Le Fil des jours est une recherche performative au croisement de la méditation dansée et de l’excursion urbaine. Cherchant à atténuer les effets néfastes de la pandémie sur le mouvement collectif, le Fil assemble les corps sans les rassembler. Il entoure la vie fragilisée par les mots d’ordre et soutient symboliquement les luttes pour une réhabilitation populaire et écologique des lieux urbains en transition.
À la tombée du jour, dix-huit danseuses et danseurs performent un relai gestuel silencieux le long d’un fil qui sillonne quatre lieux de Tiohtiá:ke / Montréal. De loin en loin, le trajet est balisé par leurs mouvements et agrémenté de compositions sonores et lumineuses.

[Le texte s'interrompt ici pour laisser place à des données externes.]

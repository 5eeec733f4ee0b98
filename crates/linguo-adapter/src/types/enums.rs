/*
[INPUT]:  Linguo API schema definitions and serde requirements
[OUTPUT]: Typed Rust enums with serialization support
[POS]:    Data layer - task, dispute and transaction enums
[UPDATE]: When API schema changes or new enum values are added
*/

use serde::{Deserialize, Serialize};
use std::fmt;
use std::str::FromStr;

/// On-chain task status. Declaration order matches the contract's numeric order.
#[derive(Debug, Clone, Copy, PartialEq, Eq, PartialOrd, Ord, Hash, Serialize, Deserialize)]
pub enum TaskStatus {
    Created,
    Assigned,
    AwaitingReview,
    DisputeCreated,
    Resolved,
}

impl TaskStatus {
    pub fn as_index(self) -> u8 {
        self as u8
    }
}

/// Role of an account relative to a task.
#[derive(Debug, Clone, Copy, PartialEq, Eq, Hash, Serialize, Deserialize)]
#[serde(rename_all = "lowercase")]
pub enum TaskParty {
    Requester,
    Translator,
    Challenger,
    Other,
}

/// The two sides that can be funded in an appeal round.
#[derive(Debug, Clone, Copy, PartialEq, Eq, Hash, Serialize, Deserialize)]
#[serde(rename_all = "lowercase")]
pub enum AppealSide {
    Translator,
    Challenger,
}

impl AppealSide {
    /// The ruling this side is arguing for.
    pub fn ruling(self) -> Ruling {
        match self {
            AppealSide::Translator => Ruling::TranslationApproved,
            AppealSide::Challenger => Ruling::TranslationRejected,
        }
    }

    pub fn party(self) -> TaskParty {
        match self {
            AppealSide::Translator => TaskParty::Translator,
            AppealSide::Challenger => TaskParty::Challenger,
        }
    }
}

impl TryFrom<TaskParty> for AppealSide {
    type Error = TaskParty;

    fn try_from(party: TaskParty) -> Result<Self, Self::Error> {
        match party {
            TaskParty::Translator => Ok(AppealSide::Translator),
            TaskParty::Challenger => Ok(AppealSide::Challenger),
            other => Err(other),
        }
    }
}

impl fmt::Display for AppealSide {
    fn fmt(&self, f: &mut fmt::Formatter<'_>) -> fmt::Result {
        match self {
            AppealSide::Translator => f.write_str("translator"),
            AppealSide::Challenger => f.write_str("challenger"),
        }
    }
}

impl FromStr for AppealSide {
    type Err = String;

    fn from_str(value: &str) -> Result<Self, Self::Err> {
        match value.to_ascii_lowercase().as_str() {
            "translator" => Ok(AppealSide::Translator),
            "challenger" => Ok(AppealSide::Challenger),
            other => Err(format!("unknown appeal side: {other}")),
        }
    }
}

/// Arbitrator-reported dispute status.
#[derive(Debug, Clone, Copy, PartialEq, Eq, Hash, Serialize, Deserialize)]
#[serde(rename_all = "lowercase")]
pub enum DisputeStatus {
    Waiting,
    Appealable,
    Solved,
}

/// Current ruling of a dispute. `None` means the jurors refused to rule.
#[derive(Debug, Clone, Copy, PartialEq, Eq, Hash, Default, Serialize, Deserialize)]
#[serde(rename_all = "camelCase")]
pub enum Ruling {
    #[default]
    None,
    TranslationApproved,
    TranslationRejected,
}

/// CEFR language proficiency levels, ordered from lowest to highest.
#[derive(Debug, Clone, Copy, PartialEq, Eq, PartialOrd, Ord, Hash, Serialize, Deserialize)]
pub enum CefrLevel {
    A1,
    A2,
    B1,
    B2,
    C1,
    C2,
}

impl FromStr for CefrLevel {
    type Err = String;

    fn from_str(value: &str) -> Result<Self, Self::Err> {
        match value.to_ascii_uppercase().as_str() {
            "A1" => Ok(CefrLevel::A1),
            "A2" => Ok(CefrLevel::A2),
            "B1" => Ok(CefrLevel::B1),
            "B2" => Ok(CefrLevel::B2),
            "C1" => Ok(CefrLevel::C1),
            "C2" => Ok(CefrLevel::C2),
            other => Err(format!("unknown CEFR level: {other}")),
        }
    }
}

/// Translation quality tier requested by the task requester.
#[derive(Debug, Clone, Copy, PartialEq, Eq, Hash, Default, Serialize, Deserialize)]
#[serde(rename_all = "camelCase")]
pub enum QualityTier {
    CostEffective,
    #[default]
    Standard,
    Professional,
}

impl QualityTier {
    /// Minimum proficiency a translator needs in both languages for this tier.
    pub fn required_level(self) -> CefrLevel {
        match self {
            QualityTier::CostEffective => CefrLevel::B2,
            QualityTier::Standard => CefrLevel::C1,
            QualityTier::Professional => CefrLevel::C2,
        }
    }
}

/// Mining status of a submitted transaction.
#[derive(Debug, Clone, Copy, PartialEq, Eq, Hash, Serialize, Deserialize)]
#[serde(rename_all = "lowercase")]
pub enum TxStatus {
    Pending,
    Mined,
    Failed,
}
/*
[INPUT]:  Public API exports for linguo-core crate
[OUTPUT]: Module declarations and public re-exports
[POS]:    Crate root - library entry point
[UPDATE]: When adding new modules or public exports
*/

pub mod action;
pub mod appeal;
pub mod config;
pub mod domain;
pub mod error;
pub mod filters;
pub mod runtime;
pub mod sorting;
pub mod status_details;
pub mod store;
pub mod workflow;

// Re-export main types for convenience
pub use action::{Action, ActionKind, AppealFunding, AsyncAction, Phase, TxMeta};
pub use appeal::{AppealState, classify};
pub use config::LinguoConfig;
pub use error::ActionError;
pub use filters::TaskFilter;
pub use runtime::Runtime;
pub use sorting::{SortContext, get_comparator, get_comparator_by_name, list_tasks};
pub use status_details::{StatusDetails, task_status_details};
pub use store::{AppState, LoadingState};
pub use workflow::TxWatchConfig;
/*
[INPUT]:  HTTP client configuration and API endpoints
[OUTPUT]: HTTP responses and typed API results
[POS]:    HTTP layer - REST API communication
[UPDATE]: When adding new endpoints or changing client behavior
*/

pub mod client;
pub mod disputes;
pub mod error;
pub mod tasks;
pub mod transactions;

pub use error::{LinguoError, Result};

pub use client::{ClientConfig, LinguoClient};
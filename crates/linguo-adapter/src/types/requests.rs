/*
[INPUT]:  Caller intents (appeal funding, transaction options)
[OUTPUT]: Serializable request payloads for the Linguo API
[POS]:    Data layer - request types
[UPDATE]: When API request schema changes
*/

use rust_decimal::Decimal;
use serde::{Deserialize, Serialize};

use super::enums::AppealSide;
use super::models::{Address, TaskId};

/// Identifies the appeal to fund: which task and which side.
#[derive(Debug, Clone, PartialEq, Eq, Serialize, Deserialize)]
pub struct FundAppealRequest {
    #[serde(rename = "ID")]
    pub task_id: TaskId,
    pub side: AppealSide,
}

/// Sender and value attached to a value-bearing transaction.
#[derive(Debug, Clone, PartialEq, Eq, Serialize, Deserialize)]
pub struct TxOptions {
    pub from: Address,
    #[serde(with = "rust_decimal::serde::str")]
    pub value: Decimal,
}

/// Body sent to `POST /api/tasks/{id}/appeal`.
#[derive(Debug, Clone, Serialize)]
pub(crate) struct FundAppealBody<'a> {
    pub side: AppealSide,
    pub from: &'a Address,
    #[serde(with = "rust_decimal::serde::str")]
    pub value: Decimal,
}
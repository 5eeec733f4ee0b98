/*
[INPUT]:  HTTP configuration (base URL, timeouts)
[OUTPUT]: Configured reqwest client ready for API calls
[POS]:    HTTP layer - core client implementation
[UPDATE]: When adding connection options or changing client behavior
*/

use crate::http::{LinguoError, Result};
use crate::types::ApiErrorBody;
use reqwest::{Client, Method, RequestBuilder, Response, StatusCode, Url};
use serde::de::DeserializeOwned;
use std::time::Duration;

/// Base URL for the hosted Linguo API
const DEFAULT_BASE_URL: &str = "https://api.linguo.kleros.io";

/// HTTP client configuration
#[derive(Debug, Clone)]
pub struct ClientConfig {
    pub timeout: Duration,
    pub connect_timeout: Duration,
}

impl Default for ClientConfig {
    fn default() -> Self {
        Self {
            timeout: Duration::from_secs(30),
            connect_timeout: Duration::from_secs(10),
        }
    }
}

/// Main HTTP client for the Linguo API
#[derive(Debug, Clone)]
pub struct LinguoClient {
    http_client: Client,
    base_url: Url,
    timeout: Duration,
}

impl LinguoClient {
    /// Create a new client with default configuration
    pub fn new() -> Result<Self> {
        Self::with_config(ClientConfig::default())
    }

    /// Create a new client with custom configuration
    pub fn with_config(config: ClientConfig) -> Result<Self> {
        Self::with_config_and_base_url(config, DEFAULT_BASE_URL)
    }

    /// Create a new client pointing at a custom base URL
    pub fn with_config_and_base_url(config: ClientConfig, base_url: &str) -> Result<Self> {
        let http_client = Client::builder()
            .timeout(config.timeout)
            .connect_timeout(config.connect_timeout)
            .build()?;

        Ok(Self {
            http_client,
            base_url: Url::parse(base_url)?,
            timeout: config.timeout,
        })
    }

    pub fn base_url(&self) -> &Url {
        &self.base_url
    }

    /// Build request builder for an API endpoint
    pub(crate) fn request(&self, method: Method, endpoint: &str) -> Result<RequestBuilder> {
        let url = self.base_url.join(endpoint)?;
        Ok(self.http_client.request(method, url))
    }

    /// Send a request and decode a JSON body, mapping non-2xx statuses to errors
    pub(crate) async fn send_json<T: DeserializeOwned>(&self, builder: RequestBuilder) -> Result<T> {
        let response = self.send(builder).await?;
        let body = response.text().await?;
        serde_json::from_str(&body).map_err(LinguoError::from)
    }

    /// Like `send_json`, but a 404 yields `Ok(None)`
    pub(crate) async fn send_json_optional<T: DeserializeOwned>(
        &self,
        builder: RequestBuilder,
    ) -> Result<Option<T>> {
        match self.send_json(builder).await {
            Ok(value) => Ok(Some(value)),
            Err(LinguoError::NotFound(_)) => Ok(None),
            Err(err) => Err(err),
        }
    }

    async fn send(&self, builder: RequestBuilder) -> Result<Response> {
        let response = builder.send().await.map_err(|err| {
            if err.is_timeout() {
                LinguoError::Timeout {
                    duration: self.timeout.as_secs(),
                }
            } else {
                LinguoError::Http(err)
            }
        })?;

        let status = response.status();
        if status.is_success() {
            return Ok(response);
        }

        let url = response.url().to_string();
        match status {
            StatusCode::NOT_FOUND => Err(LinguoError::NotFound(url)),
            StatusCode::TOO_MANY_REQUESTS => {
                let retry_after = response
                    .headers()
                    .get(reqwest::header::RETRY_AFTER)
                    .and_then(|value| value.to_str().ok())
                    .and_then(|value| value.parse().ok())
                    .unwrap_or(1);
                Err(LinguoError::RateLimit { retry_after })
            }
            _ => {
                let body = response.text().await.unwrap_or_default();
                let parsed: ApiErrorBody = serde_json::from_str(&body).unwrap_or_default();
                let message = if parsed.message.is_empty() {
                    body
                } else {
                    parsed.message
                };
                tracing::debug!(%url, status = status.as_u16(), %message, "api request failed");
                Err(LinguoError::api_error(status, message))
            }
        }
    }
}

Entre le jour et la nuit, entre le passé et l’avenir, entre la proximité et la distance, Le Fil des jours est une chorégraphie liminale, une ode discrète qui révèle les interrelations subtiles entre les corps et avec l’environnement. Il agit comme un courant crépusculaire qui entoure, veille et absorbe les surtensions.
Dans la distance, ne sommes-nous pas plus proches que nous le croyons, plus que jamais interdépendants? Avec le Fil, nous contournons cette alternative infernale à laquelle nous semblons rivé.e.s en ces temps pandémiques : l’atomisation ou la contagion. Peut-être y a-t-il des manières de se réapproprier la fameuse « chaîne de transmission » qui est devenue synonyme de danger?

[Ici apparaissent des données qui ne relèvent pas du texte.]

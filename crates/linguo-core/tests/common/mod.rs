/*
[INPUT]:  Scripted task/dispute/transaction behaviour
[OUTPUT]: In-memory LinguoApi fake and fixtures shared by runtime tests
[POS]:    Test infrastructure - shared across core integration tests
[UPDATE]: When LinguoApi gains methods or fixtures need new fields
*/

//! Shared fixtures for linguo-core integration tests

#![allow(dead_code)]

use std::collections::HashMap;
use std::sync::Mutex;
use std::sync::atomic::{AtomicUsize, Ordering};
use std::time::Duration;

use async_trait::async_trait;
use chrono::{DateTime, TimeZone, Utc};
use linguo_adapter::{
    Address, AppealMultipliers, AppealPeriod, AppealRound, Dispute, DisputeStatus,
    FundAppealRequest, FundAppealResponse, LinguoApi, LinguoError, QualityTier, Result, Ruling,
    Task, TaskId, TaskParties, TaskStatus, TxHandle, TxHash, TxOptions, TxReceipt, TxStatus,
};
use linguo_core::{Action, TxWatchConfig};
use rust_decimal::Decimal;
use tokio::sync::broadcast;

pub const REQUESTER: &str = "0x00000000000000000000000000000000000000a1";
pub const TRANSLATOR: &str = "0x00000000000000000000000000000000000000b2";
pub const CHALLENGER: &str = "0x00000000000000000000000000000000000000c3";

pub fn address(value: &str) -> Address {
    value.parse().expect("valid address")
}

pub fn epoch() -> DateTime<Utc> {
    Utc.timestamp_opt(1_600_000_000, 0).unwrap()
}

pub fn tx_hash() -> TxHash {
    format!("0x{}", "ef".repeat(32)).parse().expect("valid hash")
}

pub fn fast_tx_config() -> TxWatchConfig {
    TxWatchConfig {
        poll_interval: Duration::from_millis(1),
        timeout: Duration::from_millis(200),
        confirmations: 1,
    }
}

pub fn task(id: TaskId, status: TaskStatus) -> Task {
    Task {
        id,
        status,
        title: format!("task {id}"),
        source_language: "en-us".to_string(),
        target_language: "pt-br".to_string(),
        expected_quality: QualityTier::Standard,
        word_count: 1_000,
        assigned_price: None,
        min_price: Decimal::from(1_000),
        max_price: Decimal::from(3_000),
        submission_timeout: 86_400,
        review_timeout: 43_200,
        last_interaction: epoch(),
        parties: TaskParties {
            requester: address(REQUESTER),
            translator: Some(address(TRANSLATOR)),
            challenger: Some(address(CHALLENGER)),
        },
        translation: (status >= TaskStatus::AwaitingReview)
            .then(|| "ipfs://translation.txt".to_string()),
        dispute_id: Some(100 + id),
        ruling: None,
    }
}

pub fn dispute(task_id: TaskId) -> Dispute {
    Dispute {
        id: 100 + task_id,
        task_id,
        status: DisputeStatus::Appealable,
        ruling: Ruling::TranslationApproved,
        appeal_period: AppealPeriod {
            start: epoch(),
            end: epoch() + chrono::Duration::days(3),
        },
        appeal_cost: Decimal::from(100),
        multipliers: AppealMultipliers {
            shared: 10_000,
            winner: 5_000,
            loser: 20_000,
            divisor: 10_000,
        },
        current_round: AppealRound::default(),
    }
}

/// Outcome the fake reports for submitted transactions.
#[derive(Debug, Clone, Copy, PartialEq, Eq)]
pub enum ChainOutcome {
    Mined,
    Reverted,
    SubmissionRejected,
}

/// In-memory API with call counters.
pub struct FakeApi {
    pub disputes: Mutex<HashMap<TaskId, Dispute>>,
    pub tasks: Mutex<Vec<Task>>,
    pub chain: ChainOutcome,
    pub fetch_delay: Duration,
    pub dispute_failures: AtomicUsize,
    pub dispute_calls: AtomicUsize,
    pub task_calls: AtomicUsize,
    pub submissions: AtomicUsize,
}

impl FakeApi {
    pub fn new(chain: ChainOutcome) -> Self {
        Self {
            disputes: Mutex::new(HashMap::new()),
            tasks: Mutex::new(Vec::new()),
            chain,
            fetch_delay: Duration::from_millis(5),
            dispute_failures: AtomicUsize::new(0),
            dispute_calls: AtomicUsize::new(0),
            task_calls: AtomicUsize::new(0),
            submissions: AtomicUsize::new(0),
        }
    }

    pub fn with_dispute(self, dispute: Dispute) -> Self {
        self.disputes.lock().unwrap().insert(dispute.task_id, dispute);
        self
    }

    pub fn with_tasks(self, tasks: Vec<Task>) -> Self {
        *self.tasks.lock().unwrap() = tasks;
        self
    }

    /// Fail the next `count` dispute reads with a transport error.
    pub fn failing_dispute_reads(self, count: usize) -> Self {
        self.dispute_failures.store(count, Ordering::SeqCst);
        self
    }

    pub fn submissions(&self) -> usize {
        self.submissions.load(Ordering::SeqCst)
    }

    pub fn dispute_calls(&self) -> usize {
        self.dispute_calls.load(Ordering::SeqCst)
    }
}

#[async_trait]
impl LinguoApi for FakeApi {
    async fn get_tasks(&self, _account: &Address) -> Result<Vec<Task>> {
        self.task_calls.fetch_add(1, Ordering::SeqCst);
        tokio::time::sleep(self.fetch_delay).await;
        Ok(self.tasks.lock().unwrap().clone())
    }

    async fn get_task_dispute(&self, task_id: TaskId) -> Result<Dispute> {
        self.dispute_calls.fetch_add(1, Ordering::SeqCst);
        tokio::time::sleep(self.fetch_delay).await;
        let failing = self
            .dispute_failures
            .fetch_update(Ordering::SeqCst, Ordering::SeqCst, |left| left.checked_sub(1))
            .is_ok();
        if failing {
            return Err(LinguoError::Timeout { duration: 30 });
        }
        self.disputes
            .lock()
            .unwrap()
            .get(&task_id)
            .cloned()
            .ok_or_else(|| LinguoError::NotFound(format!("/api/tasks/{task_id}/dispute")))
    }

    async fn fund_appeal(
        &self,
        _request: FundAppealRequest,
        _options: TxOptions,
    ) -> Result<FundAppealResponse> {
        self.submissions.fetch_add(1, Ordering::SeqCst);
        tokio::time::sleep(self.fetch_delay).await;
        match self.chain {
            ChainOutcome::SubmissionRejected => Err(LinguoError::Api {
                code: 400,
                message: "insufficient value".to_string(),
            }),
            _ => Ok(FundAppealResponse {
                tx: TxHandle { hash: tx_hash() },
            }),
        }
    }

    async fn transaction_receipt(&self, hash: &TxHash) -> Result<Option<TxReceipt>> {
        let (status, error) = match self.chain {
            ChainOutcome::Reverted => (TxStatus::Failed, Some("execution reverted".to_string())),
            _ => (TxStatus::Mined, None),
        };
        Ok(Some(TxReceipt {
            hash: hash.clone(),
            status,
            block_number: Some(7),
            confirmations: 1,
            error,
        }))
    }
}

/// Every action broadcast so far.
pub fn drain(events: &mut broadcast::Receiver<Action>) -> Vec<Action> {
    let mut actions = Vec::new();
    while let Ok(action) = events.try_recv() {
        actions.push(action);
    }
    actions
}

pub fn type_names(actions: &[Action]) -> Vec<String> {
    actions.iter().map(Action::type_name).collect()
}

Le fil se rapporte à une autre réappropriation ludique, celle du sémaphore. Cette pratique de communication visuelle, née au 18e siècle servait principalement à faciliter les opérations militaires : un alphabet dessiné par des bras mobiles en bois juché au sommet de tours distanciées était répété en relais de manière à propager rapidement des orientations stratégiques. Reprendre ce jeu à notre compte en le faisant basculer dans le registre du soin, de la méditation et de l’écoute, signifie qu’une autre stratégie de survivance peut s’activer ; solidaire, déchiffrable par toutes et tous et convoquant une sensorialité partagée.

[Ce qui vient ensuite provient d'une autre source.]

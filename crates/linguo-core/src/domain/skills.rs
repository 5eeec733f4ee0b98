/*
[INPUT]:  Translator skill declarations (language + CEFR level)
[OUTPUT]: Predicate telling whether a task fits the translator
[POS]:    Domain layer - skill matching used by sorting tiebreakers
[UPDATE]: When quality tier requirements or language matching rules change
*/

use std::collections::HashMap;

use linguo_adapter::{CefrLevel, Task};
use serde::{Deserialize, Serialize};

#[derive(Debug, Clone, PartialEq, Eq, Serialize, Deserialize)]
pub struct Skill {
    pub language: String,
    pub level: CefrLevel,
}

/// Matches tasks whose source and target languages are both covered at the
/// level required by the task's quality tier.
#[derive(Debug, Clone, Default)]
pub struct SkillsMatcher {
    levels: HashMap<String, CefrLevel>,
}

impl SkillsMatcher {
    pub fn new(skills: &[Skill]) -> Self {
        let mut levels: HashMap<String, CefrLevel> = HashMap::new();
        for skill in skills {
            let level = levels
                .entry(skill.language.to_ascii_lowercase())
                .or_insert(skill.level);
            *level = (*level).max(skill.level);
        }
        Self { levels }
    }

    pub fn matches(&self, task: &Task) -> bool {
        let required = task.expected_quality.required_level();
        [&task.source_language, &task.target_language]
            .into_iter()
            .all(|language| {
                self.levels
                    .get(&language.to_ascii_lowercase())
                    .is_some_and(|level| *level >= required)
            })
    }
}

Le Fil des jours est une chorégraphie sans répétition. Une partition est remise aux interprètes en amont de la performance. Celle-ci établit quelques paramètres minimaux d’exécution et véhicule des valeurs d’auto-gestion et d’écoute profonde. Les propositions sonores, scénographies et lumineuses s’y superposent spontanément, sur place, sous la forme du collage.
La partition du Fil des jours est d’une simplicité désarmante et c’est ce qui la rend invitante : une personne entame des mouvements et ceux-ci sont répétés simultanément par l’interprète qui la suit à plusieurs mètres de distance, au point le plus lointain de son champ de vision. Une troisième personne, placée tout aussi loin de la deuxième, répète les gestes de cette dernière et ainsi de suite. Un unisson improvisé dessine ainsi un lacet sur près d’un kilomètre. La partition du Fil prévoit que tous les participant.e.s peuvent occuper le « poste » de leader à tour de rôle. Cette expérience, si elle a le potentiel d’attirer le regard des passant.e.s, n’est pas avant tout destiné à un déploiement spectaculaire. Elle vise plutôt une rencontre subtile, mineure, voire méditative entre les participant.e.s. Un mantra du soin, le prolongement d'une ligne de vie.
Le Fil des jours a été créé de manière spontanée au cœur de la pandémie au printemps 2020 dans l’enceinte de l'ancien hôpital Royal-Victoria. Il s’est ensuite développé dans le cadre du projet « Aller à, faire avec, passer pareil » d’Edith Brunette et François Lemieux à la Galerie Leonard et Bina Ellen. Il s’est poursuivi au printemps 2021 dans trois nouveaux lieux en transition.